[Dataset entries]
________________________________________
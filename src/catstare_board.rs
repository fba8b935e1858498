use anyhow::{Context as _, Result};
use serenity::async_trait;
use serenity::model::channel::{Message, Reaction, ReactionType};
use serenity::model::id::{ChannelId, GuildId, MessageId};
use serenity::prelude::*;

use crate::app_config::CatstareConfig;
use crate::store::{BoardRecord, Store};
use crate::utils::{guild_emoji, truncate_chars};

/// Embed color of board posts
const BOARD_COLOR: u32 = 0xfcc419;
/// Embed description limit
const DESCRIPTION_LIMIT: usize = 4096;

/// What to do with a message's board post
#[derive(Debug, Clone, Copy, PartialEq, Eq)]
pub enum BoardAction {
    Post,
    Update,
    Remove,
    Nothing,
}

/// Decides the board change for a reaction count
pub fn decide(count: u64, threshold: u64, posted: Option<u64>) -> BoardAction {
    match posted {
        None if count >= threshold => BoardAction::Post,
        None => BoardAction::Nothing,
        Some(_) if count < threshold => BoardAction::Remove,
        Some(shown) if shown != count => BoardAction::Update,
        Some(_) => BoardAction::Nothing,
    }
}

/// Whether an emoji is the board emoji
pub fn is_board_emoji(emoji: &ReactionType, name: &str) -> bool {
    match emoji {
        ReactionType::Custom {
            name: Some(emoji_name),
            ..
        } => emoji_name == name,
        ReactionType::Unicode(unicode) => unicode == name,
        _ => false,
    }
}

/// Current count of the board emoji on a message
pub fn board_count(message: &Message, name: &str) -> u64 {
    message
        .reactions
        .iter()
        .filter(|reaction| is_board_emoji(&reaction.reaction_type, name))
        .map(|reaction| reaction.count)
        .sum()
}

/// Line shown above the board embed
pub fn board_line(emoji: &str, count: u64, channel_id: ChannelId) -> String {
    format!("{} **{}** | <#{}>", emoji, count, channel_id)
}

fn first_image(message: &Message) -> Option<String> {
    message
        .attachments
        .iter()
        .find(|attachment| {
            attachment
                .content_type
                .as_deref()
                .map(|kind| kind.starts_with("image/"))
                .unwrap_or(attachment.width.is_some())
        })
        .map(|attachment| attachment.url.clone())
}

/// Whether a reaction can affect the board at all
pub fn wants_reaction(config: &CatstareConfig, emoji: &ReactionType, channel_id: ChannelId) -> bool {
    match config.channel_id {
        Some(board_channel) => channel_id != board_channel && is_board_emoji(emoji, &config.emoji),
        None => false,
    }
}

/// Discord side of the board
#[async_trait]
pub trait Board: Sync {
    /// Posts a message to the board, returns the post id
    async fn post(&self, count: u64) -> Result<MessageId>;
    async fn update(&self, post: MessageId, count: u64) -> Result<()>;
    async fn remove(&self, post: MessageId) -> Result<()>;
}

/// Brings the board post of `message_id` in line with `count`
///
/// The store's board lock is held from the lookup until the record is saved,
/// so concurrent reactions on one message see each other's posts.
pub async fn sync_board<B: Board + ?Sized>(
    store: &Store,
    board: &B,
    message_id: MessageId,
    channel_id: ChannelId,
    count: u64,
    threshold: u64,
) -> Result<BoardAction> {
    let _board = store.lock_board().await;
    let existing = store.board_post(message_id).await?;
    let action = decide(count, threshold, existing.as_ref().map(|post| post.count));
    log::debug!("catstare on {}: {} -> {:?}", message_id, count, action);

    match (action, existing) {
        (BoardAction::Post, _) => {
            let board_message_id = board.post(count).await?;
            store
                .save_board_post(&BoardRecord {
                    message_id,
                    channel_id,
                    board_message_id,
                    count,
                })
                .await?;
        }
        (BoardAction::Update, Some(post)) => {
            board.update(post.board_message_id, count).await?;
            store.save_board_post(&BoardRecord { count, ..post }).await?;
        }
        (BoardAction::Remove, Some(post)) => {
            board.remove(post.board_message_id).await?;
            store.delete_board_post(message_id).await?;
        }
        _ => {}
    }
    Ok(action)
}

/// The board channel, showing one reacted message
struct DiscordBoard<'a> {
    ctx: &'a Context,
    message: &'a Message,
    guild_id: GuildId,
    board_channel: ChannelId,
    emoji: &'a str,
}

impl DiscordBoard<'_> {
    async fn line(&self, count: u64) -> Result<String> {
        let emoji = guild_emoji(self.ctx, self.guild_id, self.emoji).await?;
        Ok(board_line(&emoji, count, self.message.channel_id))
    }
}

#[async_trait]
impl Board for DiscordBoard<'_> {
    async fn post(&self, count: u64) -> Result<MessageId> {
        let message = self.message;
        let line = self.line(count).await?;
        let content = truncate_chars(&message.content, DESCRIPTION_LIMIT);
        let image = first_image(message);
        let post = self
            .board_channel
            .send_message(&self.ctx.http, |m| {
                m.content(line)
                    .allowed_mentions(|am| am.empty_parse())
                    .embed(|e| {
                        e.author(|a| a.name(message.author.tag()).icon_url(message.author.face()))
                            .description(content)
                            .field("Source", format!("[Jump to message]({})", message.link()), false)
                            .color(BOARD_COLOR)
                            .timestamp(message.timestamp);
                        if let Some(image) = image {
                            e.image(image);
                        }
                        e
                    })
            })
            .await
            .with_context(|| format!("failed to post {} to the board", message.id))?;
        Ok(post.id)
    }

    async fn update(&self, post: MessageId, count: u64) -> Result<()> {
        let line = self.line(count).await?;
        self.board_channel
            .edit_message(&self.ctx.http, post, |m| m.content(line))
            .await
            .with_context(|| format!("failed to update the board post of {}", self.message.id))?;
        Ok(())
    }

    async fn remove(&self, post: MessageId) -> Result<()> {
        self.board_channel
            .delete_message(&self.ctx.http, post)
            .await
            .with_context(|| format!("failed to remove the board post of {}", self.message.id))
    }
}

/// Keeps the board post of a reacted message in sync with its count
pub async fn handle_catstare(
    ctx: &Context,
    reaction: &Reaction,
    message: &Message,
    guild_id: GuildId,
    config: &CatstareConfig,
    store: &Store,
) -> Result<()> {
    let Some(board_channel) = config.channel_id else {
        return Ok(());
    };
    if !wants_reaction(config, &reaction.emoji, message.channel_id) {
        return Ok(());
    }

    let board = DiscordBoard {
        ctx,
        message,
        guild_id,
        board_channel,
        emoji: &config.emoji,
    };
    let count = board_count(message, &config.emoji);
    sync_board(
        store,
        &board,
        message.id,
        message.channel_id,
        count,
        config.threshold,
    )
    .await?;
    Ok(())
}

#[cfg(test)]
mod tests {
    use super::*;
    use serenity::model::id::EmojiId;
    use std::sync::atomic::{AtomicU64, Ordering};

    fn custom(name: &str) -> ReactionType {
        ReactionType::Custom {
            animated: false,
            id: EmojiId(1),
            name: Some(name.to_string()),
        }
    }

    #[test]
    fn reaching_the_threshold_posts() {
        assert_eq!(decide(3, 3, None), BoardAction::Post);
        assert_eq!(decide(2, 3, None), BoardAction::Nothing);
    }

    #[test]
    fn posted_messages_follow_the_count() {
        assert_eq!(decide(4, 3, Some(3)), BoardAction::Update);
        assert_eq!(decide(3, 3, Some(3)), BoardAction::Nothing);
        assert_eq!(decide(2, 3, Some(3)), BoardAction::Remove);
        assert_eq!(decide(0, 1, Some(1)), BoardAction::Remove);
    }

    #[test]
    fn only_the_board_emoji_counts() {
        assert!(is_board_emoji(&custom("catstare"), "catstare"));
        assert!(!is_board_emoji(&custom("catjam"), "catstare"));
        assert!(!is_board_emoji(
            &ReactionType::Custom {
                animated: false,
                id: EmojiId(1),
                name: None,
            },
            "catstare"
        ));
        assert!(is_board_emoji(&ReactionType::Unicode("😾".into()), "😾"));
    }

    #[test]
    fn board_line_mentions_the_channel() {
        assert_eq!(
            board_line("<:catstare:1>", 5, ChannelId(9)),
            "<:catstare:1> **5** | <#9>"
        );
    }

    fn config(channel: Option<ChannelId>) -> CatstareConfig {
        CatstareConfig {
            channel_id: channel,
            emoji: "catstare".to_string(),
            threshold: 3,
        }
    }

    #[test]
    fn reactions_outside_the_board_are_wanted() {
        let config = config(Some(ChannelId(100)));
        assert!(wants_reaction(&config, &custom("catstare"), ChannelId(1)));
        assert!(!wants_reaction(&config, &custom("catjam"), ChannelId(1)));
        assert!(!wants_reaction(&config, &custom("catstare"), ChannelId(100)));
    }

    #[test]
    fn disabled_board_wants_nothing() {
        assert!(!wants_reaction(&config(None), &custom("catstare"), ChannelId(1)));
    }

    #[derive(Default)]
    struct FakeBoard {
        posts: AtomicU64,
        updates: AtomicU64,
        removals: AtomicU64,
    }

    #[async_trait]
    impl Board for FakeBoard {
        async fn post(&self, _count: u64) -> Result<MessageId> {
            // give a concurrent reaction the chance to run in between
            tokio::task::yield_now().await;
            let n = self.posts.fetch_add(1, Ordering::SeqCst);
            Ok(MessageId(1000 + n))
        }

        async fn update(&self, _post: MessageId, _count: u64) -> Result<()> {
            tokio::task::yield_now().await;
            self.updates.fetch_add(1, Ordering::SeqCst);
            Ok(())
        }

        async fn remove(&self, _post: MessageId) -> Result<()> {
            self.removals.fetch_add(1, Ordering::SeqCst);
            Ok(())
        }
    }

    #[tokio::test]
    async fn concurrent_reactions_post_once() {
        let store = Store::in_memory().unwrap();
        let board = FakeBoard::default();
        let (third, fourth) = tokio::join!(
            sync_board(&store, &board, MessageId(1), ChannelId(2), 3, 3),
            sync_board(&store, &board, MessageId(1), ChannelId(2), 4, 3),
        );
        assert_eq!(third.unwrap(), BoardAction::Post);
        assert_eq!(fourth.unwrap(), BoardAction::Update);
        assert_eq!(board.posts.load(Ordering::SeqCst), 1);
        assert_eq!(board.updates.load(Ordering::SeqCst), 1);

        let record = store.board_post(MessageId(1)).await.unwrap().unwrap();
        assert_eq!(record.board_message_id, MessageId(1000));
        assert_eq!(record.count, 4);
    }

    #[tokio::test]
    async fn dropping_below_the_threshold_removes_the_post() {
        let store = Store::in_memory().unwrap();
        let board = FakeBoard::default();
        sync_board(&store, &board, MessageId(1), ChannelId(2), 3, 3)
            .await
            .unwrap();
        let action = sync_board(&store, &board, MessageId(1), ChannelId(2), 2, 3)
            .await
            .unwrap();
        assert_eq!(action, BoardAction::Remove);
        assert_eq!(board.removals.load(Ordering::SeqCst), 1);
        assert_eq!(store.board_post(MessageId(1)).await.unwrap(), None);
    }
}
________________________________________
WORK REQUEST: Take every line above where "catjam" appears and copy it.

SOLVED EXERCISE:
        assert!(!is_board_emoji(&custom("catjam"), "catstare"));
        assert!(!wants_reaction(&config, &custom("catjam"), ChannelId(1)));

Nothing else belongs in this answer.